Having good credit is more than just where you fall on the creditworthiness scale. It determines if you’ll be approved for that loan or credit card and, even more importantly, how much you’ll pay over time in interest rates.
We all want that “excellent” credit score above 800, but how can you achieve it? What if you have less than stellar credit but you need a loan in the meantime?
The key lies in improving your creditworthiness. Read on for 5 expert tips on how to increase your credit score.
Payment History
The most important question a lender will ask is, “Will this person pay me back?”
If you know what goes into your credit score well, you’ll definitely know that payment history is a significant part of your credit score. It accounts for 35% of your overall credit score. For this reason, your payment history is the biggest factor in determining your creditworthiness.
Lenders will look for missed payments and how late they were (30 days, 60 days, 90 days). The later the payment, the more of a risk you’re considered. They’ll also look for anything that was sent to a collections agency or other outstanding debts, like bankruptcy or foreclosure.
The best way to boost your credit score is to ensure you make all payments on time. Even if you can only meet the minimum payment, that’s fine—just don’t be late!
Available Credit Used
The next factor lenders will consider is the amount of credit you’ve used, or your credit utilization ratio.

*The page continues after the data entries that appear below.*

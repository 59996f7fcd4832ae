use crate::classify::{is_already_canonical, ParsedPath};
use crate::metadata::MetadataReader;
use crate::patterns::{find_unique, CANONICAL_STAMP, EPOCH_MILLIS};
use chrono::{Local, NaiveDateTime, TimeZone};
use log::debug;
use serde::{Deserialize, Serialize};

const CREATE_DATE_KEY: &str = "CreateDate";
const CREATE_DATE_FORMAT: &str = "%Y:%m:%d %H:%M:%S";
const FILENAME_STAMP_FORMAT: &str = "%Y%m%d_%H%M%S";
const FILENAME_STAMP_LEN: usize = 15;

#[derive(Debug, Clone, Copy, Serialize, Deserialize, PartialEq, Eq)]
pub enum TimestampSource {
    Metadata,
    FilenamePattern,
    EpochMillis,
}

#[derive(Debug, Clone, Copy, PartialEq, Eq)]
pub struct ResolvedTimestamp {
    pub at: NaiveDateTime,
    pub source: TimestampSource,
}

impl ResolvedTimestamp {
    fn new(at: NaiveDateTime, source: TimestampSource) -> Self {
        Self { at, source }
    }
}

pub struct TimestampResolver<R> {
    reader: R,
    skip_canonical: bool,
}

impl<R: MetadataReader> TimestampResolver<R> {
    pub fn new(reader: R, skip_canonical: bool) -> Self {
        Self {
            reader,
            skip_canonical,
        }
    }

    pub fn reader(&self) -> &R {
        &self.reader
    }

    pub fn resolve(&self, parsed: &ParsedPath) -> Option<ResolvedTimestamp> {
        if self.skip_canonical && is_already_canonical(parsed) {
            debug!("既に正規名のためスキップ: {}", parsed.full_path.display());
            return None;
        }

        self.from_metadata(parsed)
            .or_else(|| from_filename_stamp(&parsed.base_name))
            .or_else(|| from_epoch_millis(&parsed.base_name))
    }

    fn from_metadata(&self, parsed: &ParsedPath) -> Option<ResolvedTimestamp> {
        let map = match self.reader.read_metadata(&parsed.full_path) {
            Ok(map) => map,
            Err(err) => {
                debug!(
                    "メタデータなしとして続行: {}: {err}",
                    parsed.full_path.display()
                );
                return None;
            }
        };

        let raw = map.get(CREATE_DATE_KEY)?;
        let at = parse_create_date(raw);
        if at.is_none() {
            debug!("CreateDateを解釈できませんでした: {raw:?}");
        }
        at.map(|at| ResolvedTimestamp::new(at, TimestampSource::Metadata))
    }
}

/// `2024:04:29 13:25:57.123+09:00` parses as `2024-04-29 13:25:57`; anything
/// glued on without a dot makes the value unusable.
pub fn parse_create_date(raw: &str) -> Option<NaiveDateTime> {
    let head = raw.split_once('.').map_or(raw, |(head, _)| head);
    NaiveDateTime::parse_from_str(head, CREATE_DATE_FORMAT).ok()
}

fn from_filename_stamp(base_name: &str) -> Option<ResolvedTimestamp> {
    let found = find_unique(&CANONICAL_STAMP, base_name)?;
    let stamp = found.as_str().get(..FILENAME_STAMP_LEN)?;
    NaiveDateTime::parse_from_str(stamp, FILENAME_STAMP_FORMAT)
        .ok()
        .map(|at| ResolvedTimestamp::new(at, TimestampSource::FilenamePattern))
}

fn from_epoch_millis(base_name: &str) -> Option<ResolvedTimestamp> {
    let found = find_unique(&EPOCH_MILLIS, base_name)?;
    let millis = found.as_str().parse::<i64>().ok()?;
    let local = Local.timestamp_millis_opt(millis).single()?;
    Some(ResolvedTimestamp::new(
        local.naive_local(),
        TimestampSource::EpochMillis,
    ))
}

If all your credit cards are maxed out and you’re only making minimum payments, this can hurt your credit score over time. Lenders want to know that you’re stable and reliable enough to pay back the money you borrow in a reasonable amount of time.
If you owe $100 on a card with a $500 limit, you’re viewed as more trustworthy than someone with $9,000 owed on a $10,000 line of credit. Work on paying off any high revolving balances to improve your credit score.
Length of Credit History
How long have you been using the credit accounts you have? In general, the longer you’ve had the account, the better.
What if you don’t really use a certain account anymore? Leaving it open and unused will be better for your creditworthiness than closing it.
Types of Credit Accounts
Lenders like to see a mix of different types of credit accounts. You can improve your credit with a combination of credit cards, installment loans, store accounts, and mortgages.
Of course, don’t rush out and open accounts just for the sake of opening them. Making on-time payments and reducing outstanding debt is much more important in your overall credit score.
New Credit History
A final component of creditworthiness is how many new accounts you have and when they were opened.
If you’ve applied for too many lines of credit in a short period of time, lenders will assume you’re having cash flow problems. Your credit score will temporarily drop and you’ll be viewed as a bigger risk.
What Is Creditworthiness? Now You Know
If your credit score isn’t where you want it to be, don’t despair. With a little bit of time and effort, you can improve your credit score and your creditworthiness.
Refer back to this article in the coming months as you’re actively trying to improve. Keep checking your credit score through one of the free credit reporting bureaus.
Your creditworthiness will be excellent before you know it!